Not many academic lectures begin with a moment of silence.
But the uncharacteristically somber introduction on December 1 at the Yale School of Public Health was to commemorate World AIDS Day.
The disease, which surfaced in the early 1980s, has since claimed millions of lives around the world, and it continues to be a major public health threat. Some 37 million people are currently living with the disease and each year, primarily in low-resource settings, it claims another two million lives.
Keynote speaker Ann Kurth, Ph.D., C.N.M., dean of the Yale School of Nursing and the Linda Koch Lorimer Professor of Nursing, told the large gathering in Winslow Auditorium on that significant progress has been made in reducing the death toll from the disease, but much more remains to be done if HIV disease is to be defeated.
“We’re half way there,” but if we want to eradicate HIV/AIDS, “we need to use data in a granular and dynamic way,” said Kurth, whose research focuses on HIV/reproductive health and global health systems strengthening.
Funding is one of the major challenges. Less than 1 percent of the total federal budget of the United States is spent on foreign aid overall, and Kurth expressed concern that when President-elect Donald Trump takes office early next year, global health funding (including for HIV disease work) could decrease. “I fear there may be defunding, just at the crucial time for turning the tide on the HIV pandemic.,” she said.

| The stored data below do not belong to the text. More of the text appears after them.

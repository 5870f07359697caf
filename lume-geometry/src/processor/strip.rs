use log::debug;
use lume_core::{LumeError, LumeResult, Mesh, Mode, PrimitiveSet};
use serde::{Deserialize, Serialize};

use super::rebuild::for_each_triangle;

const RESTART_INDEX: u32 = u32::MAX;

#[derive(Clone, Copy, Debug, PartialEq, Eq, Serialize, Deserialize)]
#[serde(default)]
pub struct StripOptions {
    /// FIFO cache size the triangles are ordered for before stripping.
    pub cache_size: u32,
    /// Strips with fewer triangles than this go back into a triangle list.
    pub min_size: u32,
    /// Join the strips of a set into one, bridged by degenerate triangles.
    pub merge: bool,
}

impl Default for StripOptions {
    fn default() -> Self {
        Self {
            cache_size: 16,
            min_size: 2,
            merge: true,
        }
    }
}

fn is_degenerate([a, b, c]: [u32; 3]) -> bool {
    a == b || b == c || a == c
}

/// Appends each strip to the previous one through repeated vertices. The
/// next strip always starts on an even position so its winding holds.
fn join_strips(strips: &[&[u32]]) -> Vec<u32> {
    let mut joined: Vec<u32> = Vec::new();
    for strip in strips {
        if let (Some(&last), Some(&first)) = (joined.last(), strip.first()) {
            if joined.len() % 2 == 1 {
                joined.push(last);
            }
            joined.push(last);
            joined.push(first);
        }
        joined.extend_from_slice(strip);
    }
    joined
}

/// Converts every indexed triangle list of `mesh` into triangle strips.
///
/// Other sets, including wireframe edges, are kept as they are. Short strips
/// fall back to a triangle list emitted after the strips of their set.
pub fn strip_triangles(mesh: &Mesh, options: &StripOptions) -> LumeResult<Mesh> {
    let vertex_count = mesh.vertex_count();
    let mut primitive_sets = Vec::with_capacity(mesh.primitive_sets.len());

    for set in &mesh.primitive_sets {
        let indices = match set.elements() {
            Some(indices) if set.mode == Mode::Triangles && !set.wireframe => indices,
            _ => {
                primitive_sets.push(set.clone());
                continue;
            }
        };
        let whole = &indices[..indices.len() - indices.len() % 3];
        if whole.is_empty() {
            primitive_sets.push(set.clone());
            continue;
        }
        if let Some(&index) = whole.iter().find(|&&i| i as usize >= vertex_count) {
            return Err(LumeError::IndexOutOfRange { index, vertex_count });
        }

        let ordered = meshopt::optimize_vertex_cache_fifo(whole, vertex_count, options.cache_size);
        let stripped = meshopt::stripify(&ordered, vertex_count, RESTART_INDEX)
            .map_err(|err| LumeError::StripGenerationFailed { reason: err.to_string() })?;

        let mut strips: Vec<&[u32]> = Vec::new();
        let mut leftover = Vec::new();
        for strip in stripped.split(|&i| i == RESTART_INDEX).filter(|s| s.len() >= 3) {
            if strip.len() - 2 < options.min_size as usize {
                for_each_triangle(Mode::TriangleStrip, strip, |t| {
                    if !is_degenerate(t) {
                        leftover.extend_from_slice(&t);
                    }
                });
            } else {
                strips.push(strip);
            }
        }

        debug!(
            "mesh '{}': {} triangles into {} strips, {} left as a list",
            mesh.name,
            whole.len() / 3,
            strips.len(),
            leftover.len() / 3
        );
        if options.merge {
            if !strips.is_empty() {
                primitive_sets.push(PrimitiveSet::draw_elements(Mode::TriangleStrip, join_strips(&strips)));
            }
        } else {
            primitive_sets.extend(
                strips
                    .iter()
                    .map(|strip| PrimitiveSet::draw_elements(Mode::TriangleStrip, strip.to_vec())),
            );
        }
        if !leftover.is_empty() {
            primitive_sets.push(PrimitiveSet::draw_elements(Mode::Triangles, leftover));
        }
    }

    Ok(Mesh {
        name: mesh.name.clone(),
        attributes: mesh.attributes.clone(),
        primitive_sets,
    })
}
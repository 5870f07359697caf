pub mod arena;
pub mod array;
pub mod error;
pub mod mesh;
pub mod primitive;

pub use arena::{MeshArena, MeshId};
pub use array::{ArrayData, ArrayKind, Component, Element, INVALID_INDEX};
pub use error::{LumeError, LumeResult};
pub use mesh::{AttributeArraySet, Binding, Channel, Mesh, VertexAttribute};
pub use primitive::{IndexBuffer, IndexFormat, Indices, Mode, PrimitiveSet};
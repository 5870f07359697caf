use thiserror::Error;

use crate::array::ArrayKind;
use crate::mesh::{Binding, Channel};
use crate::primitive::Mode;

#[derive(Debug, Clone, PartialEq, Error)]
pub enum LumeError {
    #[error("can't convert {channel} from {binding:?} to PerVertex for {mode:?} primitives")]
    UnsupportedBindingConversion {
        channel: Channel,
        mode: Mode,
        binding: Binding,
    },
    #[error("{channel} bound {binding:?} has {actual} elements, expected {expected}")]
    AttributeLengthMismatch {
        channel: Channel,
        binding: Binding,
        expected: usize,
        actual: usize,
    },
    #[error("mesh has no position array")]
    MissingPositions,
    #[error("position array must be bound PerVertex, found {0:?}")]
    InvalidPositionBinding(Binding),
    #[error("index {index} is out of range for {vertex_count} vertices")]
    IndexOutOfRange { index: u32, vertex_count: usize },
    #[error("can't split mesh: {reason}")]
    UnsplittableMesh { reason: String },
    #[error("index bound {0} is too small to hold a triangle")]
    InvalidIndexBound(u32),
    #[error("split did not converge after {iterations} passes")]
    SplitDidNotConverge { iterations: usize },
    #[error("triangle strip generation failed: {reason}")]
    StripGenerationFailed { reason: String },
    #[error("tangent space generation failed for mesh '{mesh}': {reason}")]
    TangentGenerationFailed { mesh: String, reason: String },
    #[error("array kind mismatch: expected {expected:?}, found {actual:?}")]
    ArrayKindMismatch {
        expected: ArrayKind,
        actual: ArrayKind,
    },
}

pub type LumeResult<T> = Result<T, LumeError>;
use lume_core::INVALID_INDEX;

/// Maps old vertex indices to new ones. Entries set to [`INVALID_INDEX`]
/// mark vertices that have no counterpart after the remap.
#[derive(Clone, Debug, PartialEq, Eq)]
pub struct RemapTable {
    map: Vec<u32>,
    target_count: usize,
}

impl RemapTable {
    pub fn new(map: Vec<u32>, target_count: usize) -> Self {
        debug_assert!(map.iter().all(|&i| i == INVALID_INDEX || (i as usize) < target_count));
        Self { map, target_count }
    }

    pub fn identity(count: usize) -> Self {
        Self {
            map: (0..count as u32).collect(),
            target_count: count,
        }
    }

    /// New index of `old`, or `None` when it was dropped or never existed.
    #[inline]
    pub fn get(&self, old: u32) -> Option<u32> {
        match self.map.get(old as usize) {
            Some(&new) if new != INVALID_INDEX => Some(new),
            _ => None,
        }
    }

    /// Number of old indices covered.
    pub fn len(&self) -> usize {
        self.map.len()
    }

    pub fn is_empty(&self) -> bool {
        self.map.is_empty()
    }

    /// Number of distinct new indices.
    pub fn target_count(&self) -> usize {
        self.target_count
    }

    pub fn as_slice(&self) -> &[u32] {
        &self.map
    }

    pub fn is_identity(&self) -> bool {
        self.target_count == self.map.len()
            && self.map.iter().enumerate().all(|(old, &new)| old as u32 == new)
    }

    /// For every new index, the lowest old index mapped onto it.
    pub fn inverse(&self) -> Vec<u32> {
        let mut inverse = vec![INVALID_INDEX; self.target_count];
        for (old, &new) in self.map.iter().enumerate() {
            if new != INVALID_INDEX && inverse[new as usize] == INVALID_INDEX {
                inverse[new as usize] = old as u32;
            }
        }
        inverse
    }
}

#[cfg(test)]
mod tests {
    use super::*;

    #[test]
    fn inverse_picks_lowest_old_index() {
        let table = RemapTable::new(vec![0, 1, 0, INVALID_INDEX, 1], 2);
        assert_eq!(table.inverse(), vec![0, 1]);
        assert_eq!(table.get(3), None);
        assert_eq!(table.get(9), None);
        assert_eq!(table.get(4), Some(1));
        assert!(!table.is_identity());
    }

    #[test]
    fn identity() {
        assert!(RemapTable::identity(4).is_identity());
    }
}
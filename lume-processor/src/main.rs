use anyhow::{Context, Result};
use clap::Parser;
use glam::Vec3;
use log::{debug, error, info, warn};
use lume_core::{ArrayData, Binding, Channel, Indices, LumeError, Mesh, MeshArena, Mode, PrimitiveSet};
use lume_geometry::{
    GeometryOptimizer, MeshStats, OptimizerConfig, StatsCollector, StripOptions, VertexOrder, split_by_vertex_count,
};
use rayon::prelude::*;
use std::fs::File;
use std::io::{BufWriter, Write};
use std::path::{Path, PathBuf};
use std::time::Instant;

#[derive(Parser)]
#[command(name = "lume-processor")]
#[command(about = "Indexes OBJ meshes and splits them to fit an index bound")]
#[command(version)]
struct Cli {
    /// Input OBJ file
    input: PathBuf,

    /// Output file for the encoded meshes
    output: PathBuf,

    /// Largest vertex index an output mesh may reference
    #[arg(long, default_value_t = 65535)]
    max_index: u32,

    /// Rebuild surfaces as edge lists
    #[arg(long)]
    wireframe: bool,

    /// Write non-indexed meshes
    #[arg(long)]
    draw_array: bool,

    /// Reorder split remainders for vertex cache efficiency
    #[arg(long)]
    cache_order: bool,

    /// Cut output meshes into chunks of at most N vertices
    #[arg(long, value_name = "N")]
    chunk: Option<usize>,

    /// Recenter and scale positions into [-1, 1]
    #[arg(long)]
    normalize: bool,

    /// Generate MikkTSpace tangents
    #[arg(long)]
    tangent_space: bool,

    /// Texture unit the tangents follow
    #[arg(long, value_name = "UNIT", default_value_t = 0)]
    tangent_unit: u32,

    /// Convert triangle lists to strips
    #[arg(long)]
    tri_strip: bool,

    /// Vertex cache size the strips are built for
    #[arg(long, value_name = "N", default_value_t = 16)]
    strip_cache_size: u32,

    /// Shortest strip, in triangles, kept as a strip
    #[arg(long, value_name = "N", default_value_t = 2)]
    strip_min_size: u32,

    /// Keep every strip as its own primitive set
    #[arg(long)]
    no_strip_merge: bool,

    /// Write wireframe edges as separate meshes
    #[arg(long)]
    detach_wireframe: bool,

    /// Write non-indexed meshes after splitting
    #[arg(long)]
    disable_index: bool,
}

impl Cli {
    fn config(&self) -> OptimizerConfig {
        OptimizerConfig {
            max_index_value: self.max_index,
            wireframe: self.wireframe,
            use_draw_array: self.draw_array,
            vertex_order: if self.cache_order {
                VertexOrder::CacheOrder
            } else {
                VertexOrder::AccessOrder
            },
            generate_tangent_space: self.tangent_space,
            tangent_space_unit: self.tangent_unit,
            tri_strip: self.tri_strip,
            strip_options: StripOptions {
                cache_size: self.strip_cache_size,
                min_size: self.strip_min_size,
                merge: !self.no_strip_merge,
            },
            detach_wireframe: self.detach_wireframe,
            disable_index: self.disable_index,
        }
    }
}

fn main() -> Result<()> {
    env_logger::init();
    let cli = Cli::parse();
    let start_total = Instant::now();

    let mut meshes = load_obj(&cli.input)?;
    info!(
        "loaded {} meshes from {} in {:.2}s",
        meshes.len(),
        cli.input.display(),
        start_total.elapsed().as_secs_f32()
    );

    if cli.normalize {
        normalize_positions(&mut meshes);
    }

    let optimize_start = Instant::now();
    let optimizer = GeometryOptimizer::new(cli.config());
    let results: Vec<Result<Vec<Mesh>, LumeError>> = meshes.par_iter().map(|mesh| optimizer.optimize(mesh)).collect();

    let mut arena = MeshArena::new();
    for (mesh, result) in meshes.iter().zip(results) {
        let parts = match result {
            Ok(parts) => parts,
            Err(err) => {
                error!("skipping mesh '{}': {}", mesh.name, err);
                continue;
            }
        };
        for part in parts {
            for piece in chunk(part, cli.chunk)? {
                debug!("mesh '{}': {}", piece.name, MeshStats::of(&piece));
                arena.insert(piece);
            }
        }
    }
    info!("optimized in {:.2}s", optimize_start.elapsed().as_secs_f32());

    let mut stats = StatsCollector::new();
    stats.visit_arena(&arena);
    info!("output: {}", stats.totals());

    let file = File::create(&cli.output).with_context(|| format!("Failed to create {}", cli.output.display()))?;
    let mut writer = BufWriter::new(file);
    bincode::serialize_into(&mut writer, &arena.into_meshes()).context("Failed to write meshes")?;
    writer.flush()?;

    info!(
        "saved to {} (total {:.2}s)",
        cli.output.display(),
        start_total.elapsed().as_secs_f32()
    );
    Ok(())
}

fn chunk(mesh: Mesh, max_vertices: Option<usize>) -> Result<Vec<Mesh>> {
    let Some(max_vertices) = max_vertices else {
        return Ok(vec![mesh]);
    };
    match split_by_vertex_count(&mesh, max_vertices) {
        Ok(chunks) => Ok(chunks),
        Err(LumeError::UnsplittableMesh { reason }) => {
            warn!("not chunking: {}", reason);
            Ok(vec![mesh])
        }
        Err(err) => Err(err).with_context(|| format!("Failed to chunk mesh '{}'", mesh.name)),
    }
}

/// One mesh per OBJ model. Indices are not unified, so every face corner
/// becomes its own vertex and identical corners are left for the optimizer
/// to merge.
fn load_obj(path: &Path) -> Result<Vec<Mesh>> {
    let options = tobj::LoadOptions {
        single_index: false,
        triangulate: false,
        ..Default::default()
    };
    let (models, _materials) =
        tobj::load_obj(path, &options).with_context(|| format!("Failed to load OBJ file: {}", path.display()))?;

    models
        .into_iter()
        .map(|model| {
            let name = model.name.clone();
            corner_mesh(model).with_context(|| format!("Invalid mesh '{}' in {}", name, path.display()))
        })
        .collect()
}

fn corner_mesh(model: tobj::Model) -> Result<Mesh> {
    let mesh = &model.mesh;
    let positions = gather::<3>(&mesh.positions, &mesh.indices).context("position index out of range")?;
    let mut out = Mesh::new(ArrayData::Vec3(positions)).with_name(model.name.clone());

    if !mesh.normals.is_empty() && mesh.normal_indices.len() == mesh.indices.len() {
        let normals = gather::<3>(&mesh.normals, &mesh.normal_indices).context("normal index out of range")?;
        out = out.with_attribute(Channel::Normal, Binding::PerVertex, ArrayData::Vec3(normals));
    }
    if !mesh.texcoords.is_empty() && mesh.texcoord_indices.len() == mesh.indices.len() {
        let texcoords = gather::<2>(&mesh.texcoords, &mesh.texcoord_indices).context("texcoord index out of range")?;
        out = out.with_attribute(Channel::TexCoord(0), Binding::PerVertex, ArrayData::Vec2(texcoords));
    }
    if !mesh.vertex_color.is_empty() {
        let colors = gather::<3>(&mesh.vertex_color, &mesh.indices).context("color index out of range")?;
        out = out.with_attribute(Channel::Color, Binding::PerVertex, ArrayData::Vec3(colors));
    }

    out.primitive_sets = face_sets(&mesh.face_arities, mesh.indices.len());
    Ok(out)
}

fn gather<const N: usize>(data: &[f32], indices: &[u32]) -> Option<Vec<[f32; N]>> {
    indices
        .iter()
        .map(|&i| {
            let start = i as usize * N;
            let mut value = [0.0; N];
            value.copy_from_slice(data.get(start..start + N)?);
            Some(value)
        })
        .collect()
}

/// Draw-array sets over the corner list. Runs of faces with the same arity
/// share one set; larger polygons get one set each.
fn face_sets(face_arities: &[u32], corner_count: usize) -> Vec<PrimitiveSet> {
    if face_arities.is_empty() {
        return vec![PrimitiveSet::draw_arrays(Mode::Triangles, 0, corner_count as u32)];
    }

    let mut sets: Vec<PrimitiveSet> = Vec::new();
    let mut first = 0u32;
    for &arity in face_arities {
        let mode = match arity {
            1 => Mode::Points,
            2 => Mode::Lines,
            3 => Mode::Triangles,
            4 => Mode::Quads,
            _ => Mode::Polygon,
        };
        let extends_last = mode != Mode::Polygon && sets.last().is_some_and(|s| s.mode == mode);
        if extends_last {
            if let Some(PrimitiveSet {
                indices: Indices::Array { count, .. },
                ..
            }) = sets.last_mut()
            {
                *count += arity;
            }
        } else {
            sets.push(PrimitiveSet::draw_arrays(mode, first, arity));
        }
        first += arity;
    }
    sets
}

fn normalize_positions(meshes: &mut [Mesh]) {
    let mut min = Vec3::splat(f32::MAX);
    let mut max = Vec3::splat(f32::MIN);
    for positions in meshes.iter().filter_map(|m| m.attributes.positions().and_then(|p| p.as_vec3())) {
        for &p in positions {
            min = min.min(Vec3::from(p));
            max = max.max(Vec3::from(p));
        }
    }
    if min.cmpgt(max).any() {
        return;
    }

    let center = (min + max) * 0.5;
    let max_dim = (max - min).max_element();
    let scale = if max_dim > 0.0 { 2.0 / max_dim } else { 1.0 };
    info!("normalizing positions: center {:?}, scale {}", center, scale);

    for mesh in meshes.iter_mut() {
        let Some(positions) = mesh
            .attributes
            .get_mut(Channel::Position)
            .and_then(|a| a.data.as_vec3_mut())
        else {
            continue;
        };
        for p in positions.iter_mut() {
            *p = ((Vec3::from(*p) - center) * scale).to_array();
        }
    }
}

Kurth said some strategies moving forward need to be “having access to data and using it well, to scale up what works to get people HIV tested, treated, and to prevent HIV infection in the first place.” She said people “have to stay engaged over the long haul, and care needs to be differentiated, depending on the patient’s need. “We need to move beyond the one-size-first-all model of requiring patients to show up at a clinic once every three months, wait for four hours, and then be tested.”
She advocates HIV self-testing, “an increasingly important tool” that has been used successfully in Kenya. She also suggested allowing patients to be treated in groups and giving nurses more support for team-based care led by nurses, whom the WHO sys provide the majority of healthcare worldwide. “We need to make innovations in health delivery models,” she said. Kurth also advocates more needle-exchange programs and fighting the stigma associated with HIV/AIDS, which keeps people from getting tested, and offering more “youth friendly” services.
“I have concerns that the resources won’t be there because of competing priorities.” She also noted that the world is undergoing radical changes. Urbanization, aging populations, natural and man-made disasters and climate change, and other ecosystem stresses are all altering health care needs and the way care is provided. “We have to maintain our energy and our commitment and not stop until it’s actually over,” Kurth said.
School of Public Health Dean Paul Cleary speculated that every person in the room for the lecture knew somebody who has died of an AIDS-related illness. This is a “deeply personal gathering for me,” he said, recalling that 35 years ago, he worked on an early AIDS-related study. “I figured we’d get to zero in two or three years.“ Instead, he hosts annual World AIDS Day gatherings. He called for a moment or silence to “reflect on the impact and the loss” AIDS has inflicted.
“I hope we never forget the motivation of what we do,” Cleary said.
Kurth’s talk was sponsored by the Yale School of Public Health, the Department of Microbial Diseases Seminar and the Center for Interdisciplinary Research on AIDS at Yale and the Yale chapter of the American Public Health Association.